Each line of the data below containing "take" needs to be listed.
[Opening RECORDS FOR THE TASK section]
//! Key-switched loader for a per-parent nested collection.
//!
//! Keys are compared with the previous key only: repeating it is coalesced
//! and issues no fetch. A different key abandons whatever fetch is in flight,
//! so the published value always belongs to the latest requested key.
//! Successful results are kept per key, so returning to an earlier key is
//! served without fetching.

use crate::core::record::{decode_all, RecordId, Snapshot};
use crate::error::{Error, Result};
use crate::stream::{Replay, Subscription};
use crate::transport::Transport;
use futures::future::{BoxFuture, FutureExt};
use serde::de::DeserializeOwned;
use std::collections::HashMap;
use std::sync::{Arc, Mutex, MutexGuard, PoisonError};
use tokio::runtime::Handle;
use tokio::sync::mpsc;
use tracing::{debug, warn};

/// Value observed by sub-resource subscribers
pub type Loaded<T> = Result<Snapshot<T>>;

struct KeyState {
    last_key: Option<RecordId>,
    keys: Option<mpsc::UnboundedSender<RecordId>>,
}

struct LoaderInner<T> {
    transport: Arc<dyn Transport>,
    parent: String,
    child: String,
    output: Replay<Loaded<T>>,
    state: Mutex<KeyState>,
}

/// Loads `{parent}/{id}/{child}` for the most recently requested id
pub struct SubResourceLoader<T> {
    inner: Arc<LoaderInner<T>>,
}

impl<T> SubResourceLoader<T>
where
    T: DeserializeOwned + Send + Sync + 'static,
{
    pub fn new(
        transport: Arc<dyn Transport>,
        parent: impl Into<String>,
        child: impl Into<String>,
    ) -> Self {
        Self {
            inner: Arc::new(LoaderInner {
                transport,
                parent: parent.into(),
                child: child.into(),
                output: Replay::new(),
                state: Mutex::new(KeyState {
                    last_key: None,
                    keys: None,
                }),
            }),
        }
    }

    /// Request the nested collection of `key` and subscribe to the output.
    ///
    /// The background driver is spawned on the current Tokio runtime on first
    /// use.
    pub fn request(&self, key: RecordId) -> Result<Subscription<Loaded<T>>> {
        let mut state = self.inner.lock();
        if state.last_key == Some(key) {
            debug!(%key, "same key requested again, coalesced");
            return Ok(self.inner.output.subscribe());
        }

        let keys = match &state.keys {
            Some(keys) if !keys.is_closed() => keys.clone(),
            _ => {
                let handle = Handle::try_current().map_err(|e| Error::Runtime(e.to_string()))?;
                let (tx, rx) = mpsc::unbounded_channel();
                handle.spawn(drive(self.inner.clone(), rx));
                state.keys = Some(tx.clone());
                tx
            }
        };

        state.last_key = Some(key);
        self.inner.output.clear();
        let subscription = self.inner.output.subscribe();
        keys.send(key)
            .map_err(|_| Error::Closed("sub-resource driver stopped".to_string()))?;
        Ok(subscription)
    }

    /// Subscribe without requesting; replays the latest delivered result
    pub fn subscribe(&self) -> Subscription<Loaded<T>> {
        self.inner.output.subscribe()
    }

    /// The key whose result is, or will be, published
    pub fn current_key(&self) -> Option<RecordId> {
        self.inner.lock().last_key
    }
}

impl<T> LoaderInner<T>
where
    T: DeserializeOwned + Send + Sync + 'static,
{
    fn lock(&self) -> MutexGuard<'_, KeyState> {
        self.state.lock().unwrap_or_else(PoisonError::into_inner)
    }

    fn fetch(&self, key: RecordId) -> BoxFuture<'static, Loaded<T>> {
        let transport = self.transport.clone();
        let parent = self.parent.clone();
        let child = self.child.clone();
        async move {
            let raw = transport.fetch_sub_resource(&parent, key, &child).await?;
            Ok(Arc::new(decode_all::<T>(raw)?))
        }
        .boxed()
    }

    /// Publish `value` only if `key` is still the latest requested key.
    ///
    /// Runs under the key lock so it cannot interleave with `request`, which
    /// switches the key and clears the output under the same lock. A failed
    /// key is forgotten so requesting it again retries.
    fn publish_current(&self, key: RecordId, value: Loaded<T>) -> bool {
        let mut state = self.lock();
        if state.last_key != Some(key) {
            return false;
        }
        if value.is_err() {
            state.last_key = None;
        }
        self.output.publish(value);
        true
    }
}

async fn drive<T>(inner: Arc<LoaderInner<T>>, mut keys: mpsc::UnboundedReceiver<RecordId>)
where
    T: DeserializeOwned + Send + Sync + 'static,
{
    let mut loaded: HashMap<RecordId, Snapshot<T>> = HashMap::new();
    let mut in_flight: Option<(RecordId, BoxFuture<'static, Loaded<T>>)> = None;

    loop {
        tokio::select! {
            // A queued key supersedes a fetch that finished in the meantime.
            biased;
            key = keys.recv() => {
                let Some(key) = key else { break };
                if let Some((stale, _)) = in_flight.take() {
                    debug!(%stale, %key, "superseded fetch abandoned");
                }
                if let Some(hit) = loaded.get(&key) {
                    debug!(%key, "serving cached sub-resource");
                    inner.publish_current(key, Ok(hit.clone()));
                    continue;
                }
                debug!(%key, parent = %inner.parent, child = %inner.child, "fetching sub-resource");
                in_flight = Some((key, inner.fetch(key)));
            }
            outcome = async {
                match in_flight.as_mut() {
                    Some((_, fetch)) => fetch.await,
                    None => futures::future::pending().await,
                }
            }, if in_flight.is_some() => {
                let Some((key, _)) = in_flight.take() else { continue };
                match outcome {
                    Ok(records) => {
                        loaded.insert(key, records.clone());
                        if !inner.publish_current(key, Ok(records)) {
                            debug!(%key, "result for superseded key discarded");
                        }
                    }
                    Err(e) => {
                        warn!(%key, error = %e, "sub-resource fetch failed");
                        inner.publish_current(key, Err(e));
                    }
                }
            }
        }
    }
}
[Closing RECORDS FOR THE TASK section]
[SOLUTION]
                if let Some((stale, _)) = in_flight.take() {
                let Some((key, _)) = in_flight.take() else { continue };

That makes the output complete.